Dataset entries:
▼▼▼

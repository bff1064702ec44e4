use serde::{Deserialize, Serialize};

use crate::board::Board;
use crate::movegen::get_all_legal_moves;
use crate::piece::{Color, PieceType};
use crate::state::GameState;

#[derive(Clone, Copy, Serialize, Deserialize, Debug, PartialEq, Eq)]
#[serde(rename_all = "snake_case")]
pub enum GameStatus {
    Ongoing,
    Check,
    Checkmate,
    Stalemate,
    DrawFiftyMoves,
}

impl GameStatus {
    pub fn is_game_over(self) -> bool {
        matches!(
            self,
            GameStatus::Checkmate | GameStatus::Stalemate | GameStatus::DrawFiftyMoves
        )
    }
}

#[derive(Clone, Copy, Serialize, Deserialize, Debug, PartialEq, Eq)]
pub struct StatusReport {
    pub status: GameStatus,
    pub winner: Option<Color>,
}

/// Classify the position for the side to move. Mate and stalemate win over
/// the fifty-move draw, which wins over a plain check.
pub fn get_game_status(state: &GameState) -> StatusReport {
    let side = state.turn;
    let in_check = state.board.is_in_check(side);
    let has_moves = !get_all_legal_moves(state, side).is_empty();

    let (status, winner) = match (in_check, has_moves) {
        (true, false) => (GameStatus::Checkmate, Some(side.opposite())),
        (false, false) => (GameStatus::Stalemate, None),
        _ if state.halfmove_clock >= 100 => (GameStatus::DrawFiftyMoves, None),
        (true, true) => (GameStatus::Check, None),
        (false, true) => (GameStatus::Ongoing, None),
    };
    StatusReport { status, winner }
}

/// King vs king, or king and a single minor piece vs a bare king.
pub fn has_insufficient_material(board: &Board) -> bool {
    let mut white = Vec::new();
    let mut black = Vec::new();
    for (_, p) in board.pieces() {
        if p.piece_type == PieceType::King {
            continue;
        }
        match p.color {
            Color::White => white.push(p.piece_type),
            Color::Black => black.push(p.piece_type),
        }
    }
    let is_minor = |pt: &PieceType| matches!(pt, PieceType::Bishop | PieceType::Knight);
    match (white.as_slice(), black.as_slice()) {
        ([], []) => true,
        ([pt], []) | ([], [pt]) => is_minor(pt),
        _ => false,
    }
}

#[cfg(test)]
mod tests {
    use super::*;
    use crate::piece::Piece;
    use crate::square::Square;
    use crate::state::{create_initial_state, CastlingRights};

    fn setup(pieces: &[(&str, char)], turn: Color) -> GameState {
        let mut board = Board::empty();
        for &(at, c) in pieces {
            board.put(Square::from_algebraic(at).unwrap(), Piece::from_char(c));
        }
        GameState::from_position(board, turn, CastlingRights::none(), None)
    }

    #[test]
    fn fresh_game_is_ongoing() {
        let report = get_game_status(&create_initial_state());
        assert_eq!(report.status, GameStatus::Ongoing);
        assert_eq!(report.winner, None);
        assert!(!report.status.is_game_over());
    }

    #[test]
    fn back_rank_mate_names_the_winner() {
        let state = setup(
            &[("g8", 'k'), ("f7", 'p'), ("g7", 'p'), ("h7", 'p'), ("e8", 'R'), ("g1", 'K')],
            Color::Black,
        );
        let report = get_game_status(&state);
        assert_eq!(report.status, GameStatus::Checkmate);
        assert_eq!(report.winner, Some(Color::White));
    }

    #[test]
    fn cornered_king_is_stalemated() {
        let state = setup(&[("h8", 'k'), ("f7", 'Q'), ("g6", 'K')], Color::Black);
        let report = get_game_status(&state);
        assert_eq!(report.status, GameStatus::Stalemate);
        assert_eq!(report.winner, None);
    }

    #[test]
    fn check_with_an_escape_is_just_check() {
        let state = setup(&[("e8", 'k'), ("e1", 'R'), ("a1", 'K')], Color::Black);
        assert_eq!(get_game_status(&state).status, GameStatus::Check);
    }

    #[test]
    fn fifty_move_draw_yields_to_mate_but_beats_check() {
        let mut state = setup(&[("e8", 'k'), ("e1", 'R'), ("a1", 'K')], Color::Black);
        state.halfmove_clock = 100;
        assert_eq!(get_game_status(&state).status, GameStatus::DrawFiftyMoves);

        let mut mated = setup(
            &[("g8", 'k'), ("f7", 'p'), ("g7", 'p'), ("h7", 'p'), ("e8", 'R'), ("g1", 'K')],
            Color::Black,
        );
        mated.halfmove_clock = 120;
        assert_eq!(get_game_status(&mated).status, GameStatus::Checkmate);

        let mut quiet = create_initial_state();
        quiet.halfmove_clock = 99;
        assert_eq!(get_game_status(&quiet).status, GameStatus::Ongoing);
    }

    #[test]
    fn status_serializes_in_snake_case() {
        let json = serde_json::to_string(&GameStatus::DrawFiftyMoves).unwrap();
        assert_eq!(json, "\"draw_fifty_moves\"");
    }

    #[test]
    fn bare_kings_and_lone_minors_cannot_mate() {
        let kk = setup(&[("e8", 'k'), ("e1", 'K')], Color::White);
        assert!(has_insufficient_material(&kk.board));
        let kbk = setup(&[("e8", 'k'), ("e1", 'K'), ("c1", 'B')], Color::White);
        assert!(has_insufficient_material(&kbk.board));
        let knk = setup(&[("e8", 'k'), ("g8", 'n'), ("e1", 'K')], Color::White);
        assert!(has_insufficient_material(&knk.board));
        let kpk = setup(&[("e8", 'k'), ("e1", 'K'), ("e2", 'P')], Color::White);
        assert!(!has_insufficient_material(&kpk.board));
        assert!(!has_insufficient_material(&Board::standard()));
    }
}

▲▲▲

= TASK =
Above are the records; copy each line from them that includes the string "pieces".

= ANSWER BELOW =
    for (_, p) in board.pieces() {
    fn setup(pieces: &[(&str, char)], turn: Color) -> GameState {
        for &(at, c) in pieces {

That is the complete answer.